In 1919, Oertly and Myers proposed a more elaborate theory based on a then-current theory of color in synthetic dyes. They hypothesized that in order to be sweet, a compound must contain one each of two classes of structural motif, a glucophore and an auxogluc. Based on those compounds known to be sweet at the time, they proposed a list of six candidate glucophores and nine auxoglucs.
From these beginnings in the early 20th century, the theory of sweetness enjoyed little further academic attention until 1963, when Robert Shallenberger and Terry Acree proposed the AH-B theory of sweetness. Simply put, they proposed that in order to be sweet, a compound must contain a hydrogen bond donor (AH) and a Lewis base (B) separated by about 0.3 nanometres. According to this theory, the AH-B unit of a sweetener binds with a corresponding AH-B unit on the biological sweetness receptor to produce the sensation of sweetness.

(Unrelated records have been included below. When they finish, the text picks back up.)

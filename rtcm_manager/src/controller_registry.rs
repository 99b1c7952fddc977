//! Registry of controller factories.
//!
//! Provides a `ControllerRegistry` that maps type names to
//! [`ControllerFactory`] functions and serves them to the manager as a
//! [`ControllerLoader`]. Constructed at startup and handed to the manager;
//! no global state.

use crate::controllers::{JointPositionController, JointStateController, JointVelocityController};
use rtcm_common::controller::{Controller, ControllerFactory, ControllerLoader};
use std::collections::HashMap;

/// Type name → factory.
pub struct ControllerRegistry {
    name: String,
    factories: HashMap<&'static str, ControllerFactory>,
}

impl ControllerRegistry {
    /// Create an empty registry.
    pub fn new(name: impl Into<String>) -> Self {
        Self {
            name: name.into(),
            factories: HashMap::new(),
        }
    }

    /// Registry holding the controllers shipped with this crate.
    pub fn with_builtin_controllers() -> Self {
        let mut registry = Self::new("builtin");
        registry.register(JointStateController::TYPE_NAME, JointStateController::create);
        registry.register(
            JointPositionController::TYPE_NAME,
            JointPositionController::create,
        );
        registry.register(
            JointVelocityController::TYPE_NAME,
            JointVelocityController::create,
        );
        registry
    }

    /// Register a controller factory.
    ///
    /// # Panics
    /// Panics if a controller type with the same name is already registered.
    pub fn register(&mut self, type_name: &'static str, factory: ControllerFactory) {
        if self.factories.contains_key(type_name) {
            panic!("Controller type '{type_name}' is already registered");
        }
        self.factories.insert(type_name, factory);
    }

    /// Get a factory by type name.
    pub fn get_factory(&self, type_name: &str) -> Option<ControllerFactory> {
        self.factories.get(type_name).copied()
    }

    /// Registered type names, sorted.
    pub fn list_types(&self) -> Vec<&'static str> {
        let mut types: Vec<_> = self.factories.keys().copied().collect();
        types.sort_unstable();
        types
    }
}

impl Default for ControllerRegistry {
    fn default() -> Self {
        Self::with_builtin_controllers()
    }
}

impl ControllerLoader for ControllerRegistry {
    fn name(&self) -> &str {
        &self.name
    }

    fn create_instance(&self, type_name: &str) -> Option<Box<dyn Controller>> {
        self.get_factory(type_name).map(|factory| factory())
    }

    fn declared_classes(&self) -> Vec<String> {
        self.list_types().into_iter().map(String::from).collect()
    }
}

A later refinement of this theory was the AH-B-X theory proposed by Lemont Kier in 1972. While previous researchers had noted that among some groups of compounds, there seemed to be a correlation between hydrophobicity and sweetness, this theory formalized these observations by proposing that in order to be sweet, a compound must have a third binding site (labeled X) that could interact with a hydrophobic site on the sweetness receptor via London dispersion forces. Later researchers have statistically analyzed the distances between the presumed AH, B, and X sites in several families of sweet substances to estimate the distances between these interaction sites on the sweetness receptor.
The most elaborate theory of sweetness to date is the multipoint attachment theory (MPA) proposed by Jean-Marie Tinti and Claude Nofre in 1991. This theory involves a total of eight interaction sites between a sweetener and the sweetness receptor, although not all sweeteners interact with all eight sites. This model has successfully directed efforts aimed at finding highly potent sweeteners, including the most potent family of sweeteners known to date, the guanidine sweeteners. The most potent of these, lugduname, is about 225,000 times sweeter than sucrose.